How to create an .msi file equivalent package to move databases cross platform
Suppose that you're the administrator of hundreds of SQL Server instances in a virtualized environment. Previously, many of your SQL Server computers were running a single departmental application and its database, but you've recently consolidated some of those applications and their databases on a single SQL Server instance to reduce the number of SQL Server computers.
Now you'd like the ability to move individual databases from one SQL Server instance to another, just as you can move OS resources (and users of OS resources) in a virtualized environment. Specifically, you'd like to be able to use a dashboard to monitor the resource utilization of each SQL Server instance and each database. If you notice that one instance is being overutilized or underutilized, you'd like to balance the resources by using the dashboard to quiesce a database, then drag and drop it from one instance to another.
Currently, there are a few challenges that you'd have to overcome to implement this idea.
Challenge #1. Databases aren't standalone resources that can be moved between instances at will. You need to move logins along with the databases, and logins live in the master database, not your database. So, to move Database A from Instance A to Instance B, you must, at minimum, move the logins from Instance A's master database to Instance B's master database. In addition, you must make sure that your database has no dependencies on msdb, other database objects in the master database, or instance-level configuration parameters such as instance collation. In other words, you need to limit the objects in your database to make sure it's as instance-independent as possible.

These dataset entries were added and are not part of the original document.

use thiserror::Error;

/// Fallos del resolvedor de pistas.
#[derive(Debug, Error)]
pub enum ResolveError {
    #[error("no se encontraron resultados para `{0}`")]
    NotFound(String),

    #[error("contenido restringido o no disponible: {0}")]
    Restricted(String),

    #[error("yt-dlp falló: {0}")]
    Extraction(String),

    #[error("la búsqueda superó el tiempo límite de {0}s")]
    Timeout(u64),

    #[error("no se pudo ejecutar yt-dlp: {0}")]
    Spawn(#[from] std::io::Error),
}

/// Fallos del sink de audio al iniciar o controlar una pista.
#[derive(Debug, Error)]
pub enum PlaybackError {
    #[error("no hay conexión de voz activa")]
    Disconnected,

    #[error("error de control de pista: {0}")]
    Control(String),
}

/// Fallos de una operación `play`.
#[derive(Debug, Error)]
pub enum PlayError {
    #[error("el bot no está conectado a un canal de voz en este servidor")]
    NotConnected,

    #[error(transparent)]
    Resolve(#[from] ResolveError),
}
//! # Audio Module
//!
//! Per-guild playback for the bot.
//!
//! ## Architecture
//!
//! ### [`queue`] - Guild Queue
//! - Strict FIFO of pending entries plus the "now playing" slot
//!
//! ### [`player`] - Playback Controller
//! - Keyed registry of guild sessions, one controller task per guild
//! - Idle / Playing / Paused state machine driven by commands and track
//!   completions
//!
//! ### [`sink`] - Audio Output seams
//! - [`sink::AudioSink`] / [`sink::PlaybackHandle`] abstract the voice
//!   connection; [`sink::PlaybackListener`] receives playback announcements
//!
//! ### [`songbird_sink`] - Songbird backend
//! - Streams resolved URLs into a songbird `Call` and reports track end /
//!   track error back to the controller
//!
//! ## Example Usage
//!
//! ```rust,ignore
//! # async fn example(
//! #     player: &crate::audio::player::MusicPlayer,
//! #     sink: std::sync::Arc<dyn crate::audio::sink::AudioSink>,
//! #     listener: std::sync::Arc<dyn crate::audio::sink::PlaybackListener>,
//! # ) -> anyhow::Result<()> {
//! use serenity::all::{GuildId, UserId};
//!
//! let guild_id = GuildId::new(123456789);
//! player.join(guild_id, sink, listener);
//!
//! // Resolver y encolar
//! player.play(guild_id, "never gonna give you up", UserId::new(1)).await?;
//!
//! // Controlar la reproducción
//! player.pause(guild_id).await;
//! player.resume(guild_id).await;
//! player.skip(guild_id).await;
//! # Ok(())
//! # }
//! ```

pub mod player;
pub mod queue;
pub mod sink;
pub mod songbird_sink;
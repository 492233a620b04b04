use anyhow::Result;
use serenity::{model::gateway::GatewayIntents, Client};
use songbird::SerenityInit;
use std::sync::Arc;
use tracing::{error, info};

mod audio;
mod bot;
mod config;
mod error;
mod sources;
mod ui;

use crate::audio::player::MusicPlayer;
use crate::bot::MusicBot;
use crate::config::Config;
use crate::sources::YtDlpResolver;

#[tokio::main]
async fn main() -> Result<()> {
    // Inicializar logging
    tracing_subscriber::fmt()
        .with_env_filter(
            tracing_subscriber::EnvFilter::from_default_env()
                .add_directive("queue_bot=debug".parse()?)
                .add_directive("serenity=info".parse()?)
                .add_directive("songbird=info".parse()?),
        )
        .init();

    info!("🎵 Iniciando Queue Bot v{}", env!("CARGO_PKG_VERSION"));

    // Cargar configuración
    let config = Config::load()?;

    // Manejar health check si es necesario
    if std::env::args().any(|arg| arg == "--health-check") {
        return health_check(&config).await;
    }

    info!("⚙️ {}", config.summary());

    let resolver = YtDlpResolver::from_config(&config);
    let player = Arc::new(MusicPlayer::new(Arc::new(resolver)));

    // Configurar intents mínimos necesarios
    let intents = GatewayIntents::GUILDS
        | GatewayIntents::GUILD_VOICE_STATES
        | GatewayIntents::GUILD_MESSAGES
        | GatewayIntents::MESSAGE_CONTENT;

    let token = config.discord_token.clone();
    let handler = MusicBot::new(config, player);

    // Construir cliente
    let mut client = Client::builder(&token, intents)
        .event_handler(handler)
        .register_songbird()
        .await?;

    // Manejar shutdown graceful
    let shard_manager = client.shard_manager.clone();
    tokio::spawn(async move {
        if let Err(e) = tokio::signal::ctrl_c().await {
            error!("Error al registrar Ctrl+C: {:?}", e);
            return;
        }
        info!("⚠️ Señal de shutdown recibida, cerrando...");
        shard_manager.shutdown_all().await;
    });

    // Iniciar bot
    info!("🚀 Bot iniciado exitosamente");
    if let Err(why) = client.start().await {
        error!("Error al ejecutar cliente: {:?}", why);
    }

    Ok(())
}

async fn health_check(config: &Config) -> Result<()> {
    // Verificar dependencias críticas
    let version = YtDlpResolver::from_config(config).version().await?;
    info!("yt-dlp {}", version);
    println!("OK");
    Ok(())
}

Challenge #2. What mechanism do you use for the drag-and-drop operation? Do you use backup and restore operations, plus something to accommodate logins? Do you script the database objects and data?
Using backup and restore operations might not work because your instances might be running different versions of SQL Server and those operations don't accommodate restoring a newer version on an older instance. The drag-and-drop mechanism needs to be instance-independent, with intelligence in the drag-and-drop API to check for possible object-version conflicts (e.g., spatial columns in a database you're going to drag and drop onto a SQL Server 2005 instance).

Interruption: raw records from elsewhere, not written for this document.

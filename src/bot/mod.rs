//! # Bot Module
//!
//! Discord side of the bot: prefix command parsing, voice connection
//! management and the serenity event handler.
//!
//! ## Architecture
//!
//! [`MusicBot`] implements Serenity's [`EventHandler`]. Incoming messages are
//! parsed into a [`commands::Command`] and routed to one handler per variant
//! in [`handlers`]. Playback state lives in the shared [`MusicPlayer`]; the
//! bot only owns the songbird connection lifecycle.

use anyhow::Result;
use serenity::{
    all::{ChannelId, Context, EventHandler, GuildId, Message, Ready, VoiceState},
    async_trait,
};
use std::sync::Arc;
use tracing::{error, info, warn};

pub mod commands;
pub mod events;
pub mod handlers;

use crate::{
    audio::{player::MusicPlayer, songbird_sink::SongbirdSink},
    config::Config,
};
use commands::Command;
use events::{ChannelAnnouncer, IdleDisconnect};

/// Main Discord bot handler.
///
/// ## Fields
///
/// - `config`: Bot configuration (token, prefix, audio settings)
/// - `player`: Per-guild queues and playback controllers
/// - `http_client`: Shared HTTP client used to stream resolved audio
/// - `ytdlp_program`: yt-dlp binary songbird runs for lazily resolved entries
pub struct MusicBot {
    config: Arc<Config>,
    pub player: Arc<MusicPlayer>,
    http_client: reqwest::Client,
    ytdlp_program: &'static str,
}

impl MusicBot {
    pub fn new(config: Config, player: Arc<MusicPlayer>) -> Self {
        // Songbird exige `&'static str`; se crea una sola vez por proceso
        let ytdlp_program: &'static str =
            Box::leak(config.ytdlp_path.to_string_lossy().into_owned().into_boxed_str());

        Self {
            config: Arc::new(config),
            player,
            http_client: reqwest::Client::new(),
            ytdlp_program,
        }
    }

    pub fn prefix(&self) -> &str {
        &self.config.command_prefix
    }

    /// Connects the bot to a voice channel and binds the guild session to it.
    ///
    /// Joining while already connected moves the bot to `channel_id` and keeps
    /// the current queue. Announcements go to `text_channel`.
    ///
    /// # Required Permissions
    ///
    /// - `Connect` - To join the voice channel
    /// - `Speak` - To play audio in the channel
    pub async fn join_voice_channel(
        &self,
        ctx: &Context,
        guild_id: GuildId,
        channel_id: ChannelId,
        text_channel: ChannelId,
    ) -> Result<()> {
        let manager = songbird::get(ctx)
            .await
            .ok_or_else(|| anyhow::anyhow!("Songbird no inicializado"))?;

        let call = match manager.join(guild_id, channel_id).await {
            Ok(call) => call,
            Err(e) => {
                error!("Error al conectar al canal de voz: {:?}", e);
                // No dejar una llamada a medio crear
                let _ = manager.remove(guild_id).await;
                anyhow::bail!("No pude conectarme al canal de voz");
            }
        };

        let sink = SongbirdSink::new(
            call,
            self.http_client.clone(),
            self.config.default_volume,
            self.ytdlp_program,
        );
        let mut announcer = ChannelAnnouncer::new(ctx.http.clone(), guild_id, text_channel);
        if self.config.idle_disconnect {
            announcer = announcer.with_idle_disconnect(IdleDisconnect::new(&self.player, manager));
        }
        self.player
            .join(guild_id, Arc::new(sink), Arc::new(announcer));

        info!("🔊 Conectado al canal de voz en guild {}", guild_id);
        Ok(())
    }

    /// Disconnects from voice and discards the guild session.
    ///
    /// Returns `false` when the bot was not connected in that guild.
    pub async fn leave_voice_channel(&self, ctx: &Context, guild_id: GuildId) -> Result<bool> {
        let had_session = self.player.leave(guild_id).await;

        let manager = songbird::get(ctx)
            .await
            .ok_or_else(|| anyhow::anyhow!("Songbird no inicializado"))?;

        let had_call = manager.get(guild_id).is_some();
        if had_call {
            manager.remove(guild_id).await?;
        }

        if had_session || had_call {
            info!("👋 Desconectado del canal de voz en guild {}", guild_id);
        }
        Ok(had_session || had_call)
    }
}

#[async_trait]
impl EventHandler for MusicBot {
    async fn ready(&self, _ctx: Context, ready: Ready) {
        info!("🤖 {} está en línea!", ready.user.name);
        info!("📊 Conectado a {} servidores", ready.guilds.len());
        info!("⌨️ Prefijo de comandos: {}", self.prefix());
    }

    async fn message(&self, ctx: Context, msg: Message) {
        if msg.author.bot {
            return;
        }

        // Solo comandos dentro de servidores
        let Some(guild_id) = msg.guild_id else {
            return;
        };

        let command = match Command::parse(self.prefix(), &msg.content) {
            None => return,
            Some(Ok(command)) => command,
            Some(Err(e)) => {
                if let Err(why) = msg.channel_id.say(&ctx.http, format!("❌ {}", e)).await {
                    error!("Error respondiendo: {:?}", why);
                }
                return;
            }
        };

        info!(
            "📝 Comando {} usado por {} en guild {}",
            command.name(),
            msg.author.name,
            guild_id
        );

        if let Err(e) = handlers::handle_command(&ctx, &msg, guild_id, command, self).await {
            error!("Error manejando comando: {:?}", e);
        }
    }

    /// Cleans up the guild session when the bot is disconnected from voice
    /// by someone else (kicked, channel deleted).
    async fn voice_state_update(&self, ctx: Context, old: Option<VoiceState>, new: VoiceState) {
        let current_user_id = ctx.cache.current_user().id;
        if new.user_id != current_user_id || old.is_none() || new.channel_id.is_some() {
            return;
        }

        if let Some(guild_id) = new.guild_id {
            if self.player.leave(guild_id).await {
                warn!("🔌 Bot desconectado en guild {}, sesión descartada", guild_id);
            }
        }
    }
}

Using scripts might not work either. DBAs spend a nontrivial amount of time honing their scripts and checking for conflicts when doing a database move, SQL Server upgrade, or application upgrade. But suppose you want to write a script that generalizes "the drag-and-drop a database" concept for databases that the script doesn't have intimate knowledge of? The script would need to do enough checking to "just work" and return the appropriate errors so that the drag-and-drop operation doesn't cause subtle problems down the road.

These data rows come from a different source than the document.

use chrono::{DateTime, Utc};
use serenity::model::id::UserId;
use std::{collections::VecDeque, time::Duration};
use tracing::{debug, info};

use crate::sources::StreamSource;

#[derive(Debug, Clone, PartialEq)]
pub struct QueueEntry {
    pub stream: StreamSource,
    pub title: String,
    pub requested_by: UserId,
    pub source_url: Option<String>,
    pub duration: Option<Duration>,
    pub added_at: DateTime<Utc>,
}

/// Cola FIFO de un servidor con su ranura de "reproduciendo ahora"
#[derive(Debug, Default)]
pub struct GuildQueue {
    items: VecDeque<QueueEntry>,
    current: Option<QueueEntry>,
}

impl GuildQueue {
    pub fn new() -> Self {
        Self::default()
    }

    /// Agrega un track al final de la cola
    pub fn enqueue(&mut self, entry: QueueEntry) {
        info!("➕ Agregado a la cola: {}", entry.title);
        self.items.push_back(entry);
    }

    /// Obtiene el siguiente track (FIFO - First In, First Out).
    ///
    /// The head moves into the now-playing slot, replacing whatever was
    /// there. An empty queue clears the slot.
    pub fn dequeue_next(&mut self) -> Option<QueueEntry> {
        self.current = self.items.pop_front();

        match &self.current {
            Some(item) => info!("➡️ Siguiente en cola (FIFO): {}", item.title),
            None => info!("📭 Cola vacía, no hay siguiente track"),
        }

        self.current.clone()
    }

    /// Track actual sin modificar la cola
    pub fn peek_current(&self) -> Option<&QueueEntry> {
        self.current.as_ref()
    }

    /// Limpia la cola y el track actual
    pub fn clear(&mut self) {
        let dropped = self.items.len();
        self.items.clear();
        self.current = None;
        debug!("🗑️ Cola limpiada ({} pendientes descartadas)", dropped);
    }

    /// Número de tracks pendientes (sin contar el actual)
    pub fn len(&self) -> usize {
        self.items.len()
    }

    pub fn is_empty(&self) -> bool {
        self.items.is_empty()
    }

    pub fn pending(&self) -> impl Iterator<Item = &QueueEntry> {
        self.items.iter()
    }
}

#[cfg(test)]
pub(crate) mod tests {
    use super::*;
    use pretty_assertions::assert_eq;

    pub(crate) fn entry(title: &str) -> QueueEntry {
        QueueEntry {
            stream: StreamSource::Direct(format!("https://cdn.example/{}.m4a", title)),
            title: title.to_string(),
            requested_by: UserId::new(1),
            source_url: None,
            duration: None,
            added_at: Utc::now(),
        }
    }

    fn titles(queue: &GuildQueue) -> Vec<String> {
        queue.pending().map(|e| e.title.clone()).collect()
    }

    #[test]
    fn test_dequeue_is_fifo() {
        let mut queue = GuildQueue::new();
        queue.enqueue(entry("a"));
        queue.enqueue(entry("b"));
        queue.enqueue(entry("c"));

        assert_eq!(queue.dequeue_next().map(|e| e.title), Some("a".to_string()));
        assert_eq!(queue.dequeue_next().map(|e| e.title), Some("b".to_string()));
        assert_eq!(titles(&queue), vec!["c".to_string()]);
    }

    #[test]
    fn test_dequeue_moves_head_into_current() {
        let mut queue = GuildQueue::new();
        assert!(queue.peek_current().is_none());

        queue.enqueue(entry("a"));
        queue.dequeue_next();

        assert_eq!(queue.peek_current().map(|e| e.title.as_str()), Some("a"));
        assert!(queue.is_empty());
    }

    #[test]
    fn test_dequeue_on_empty_clears_current() {
        let mut queue = GuildQueue::new();
        queue.enqueue(entry("a"));
        queue.dequeue_next();

        assert_eq!(queue.dequeue_next(), None);
        assert!(queue.peek_current().is_none());
    }

    #[test]
    fn test_clear_drops_everything() {
        let mut queue = GuildQueue::new();
        queue.enqueue(entry("a"));
        queue.enqueue(entry("b"));
        queue.dequeue_next();

        queue.clear();

        assert_eq!(queue.len(), 0);
        assert!(queue.peek_current().is_none());
    }
}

From Theory to the Real World
Let's move from discussing this as a theoretical problem to a real-world use case. The types of challenges that I've described are an intrinsic part of moving databases in a SQL Azure Database platform. Currently, the SQL Azure Database platform doesn't have an msdb database, and only a discrete set of database objects are permitted. Except for database logins, none of the usual custom database objects are allowed in the master database. You also have no control of the instance environment. You only have control of logins and database-level objects. And almost all database-level properties (e.g., collation) aren't user-settable.
As a DBA, you might need to deploy on-premises databases to a SQL Azure Database platform. To do so, you need a portable, instance-independent, and version-independent database representation that lets you move schema and data. Neither attach and detach operations nor backup and restore operations will work for this because the SQL Azure version isn't under your control. These operations also don't work across trust environments, such as on-premises-to-cloud or appliance-to-cloud.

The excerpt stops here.